**** PROVIDED ENTRIES

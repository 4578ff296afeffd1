use tokio::sync::mpsc;
use tokio::time::error::Elapsed;
use tokio::time::{timeout_at, Instant};

/// Receives one value, giving up at `deadline`.
///
/// A value that is already queued is returned without consulting the clock,
/// so a receiver draining a burst after its deadline still sees everything
/// that arrived in time.
#[inline]
pub async fn recv_until<T>(rx: &mut mpsc::Receiver<T>, deadline: Instant) -> Result<Option<T>, Elapsed> {
    if let Ok(val) = rx.try_recv() {
        return Ok(Some(val));
    }
    timeout_at(deadline, rx.recv()).await
}

/// Drains every value that has already arrived, without waiting.
#[inline]
pub fn drain_ready<T>(rx: &mut mpsc::Receiver<T>, sink: &mut Vec<T>) {
    while let Ok(val) = rx.try_recv() {
        sink.push(val);
    }
}
//! A scope: one independent consensus group.
//!
//! The scope owns the instance map, the working sets, the per-scope sequence
//! counter, and a dependency manager. All multi-field updates run under the
//! scope's write lock; the lock is held across the persistence barrier so
//! that no externally observable transition precedes durability (lock
//! ordering: scope lock, then dependency lock, never the reverse).

mod accept;
mod commit;
mod execute;
mod preaccept;
mod prepare;

use crate::config::ManagerConfig;
use crate::deps::{DependencyManager, KeyMap};
use crate::driver::PhaseDriver;
use crate::error::{ConsensusError, Result};
use crate::store::{DataStore, LogStore};
use crate::sync::SyncRegistry;
use crate::topology::Topology;
use crate::transport::Transport;
use crate::types::{
    Ballot, Instance, InstanceId, InstanceStatus, Instruction, NodeId, Seq,
};

use std::sync::Arc;
use std::time::Duration;

use meridian_utils::cmp::max_assign;
use meridian_utils::codec;
use meridian_utils::vecset::VecSet;

use fnv::FnvHashMap;
use rand::seq::SliceRandom;
use rand::Rng;
use serde::{Deserialize, Serialize};
use tokio::sync::RwLock;
use tokio::time::Instant;
use tracing::debug;

pub(crate) struct ScopeState {
    pub instances: FnvHashMap<InstanceId, Instance>,
    pub in_progress: VecSet<InstanceId>,
    pub committed: VecSet<InstanceId>,
    /// Apply order, append-only.
    pub executed: Vec<InstanceId>,
    pub max_seq: Seq,
}

impl ScopeState {
    fn new() -> Self {
        Self {
            instances: FnvHashMap::default(),
            in_progress: VecSet::new(),
            committed: VecSet::new(),
            executed: Vec::new(),
            max_seq: Seq::ZERO,
        }
    }
}

/// The logical durable image of a scope, written through the log on every
/// persistence barrier.
#[derive(Serialize, Deserialize)]
pub(crate) struct PersistedScope {
    pub name: String,
    pub instances: Vec<(InstanceId, Instance)>,
    pub in_progress: VecSet<InstanceId>,
    pub committed: VecSet<InstanceId>,
    pub executed: Vec<InstanceId>,
    pub max_seq: Seq,
    pub key_map: KeyMap,
}

/// Serializes a subset of interdependent commands.
pub struct Scope<S: DataStore> {
    name: String,
    config: ManagerConfig,
    state: RwLock<ScopeState>,
    deps: DependencyManager,
    sync: SyncRegistry,
    topology: Arc<dyn Topology>,
    transport: Arc<dyn Transport>,
    log: Arc<dyn LogStore>,
    store: Arc<S>,
    driver: Arc<dyn PhaseDriver<S>>,
}

pub(crate) fn quorum_size(cluster_size: usize) -> usize {
    cluster_size / 2 + 1
}

/// Falls back to the already-stored instance when a transition attempt was
/// subsumed by the local state (the instance is past the attempted status);
/// every other error propagates. Coordinator phases re-apply transitions a
/// faster peer may have already performed, which is not a failure.
pub(crate) fn stored_if_subsumed(
    st: &ScopeState,
    id: InstanceId,
    result: Result<Instance>,
) -> Result<Instance> {
    match result {
        Err(err) if err.is_invalid_status() => Ok(st
            .instances
            .get(&id)
            .cloned()
            .expect("instance exists when the update is subsumed")),
        other => other,
    }
}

********

> **TASK DETAILS**
In the records, how many lines include the string "KeyMap"? The answer is that number alone.

> **RESPONSE FOR THIS EXERCISE**
2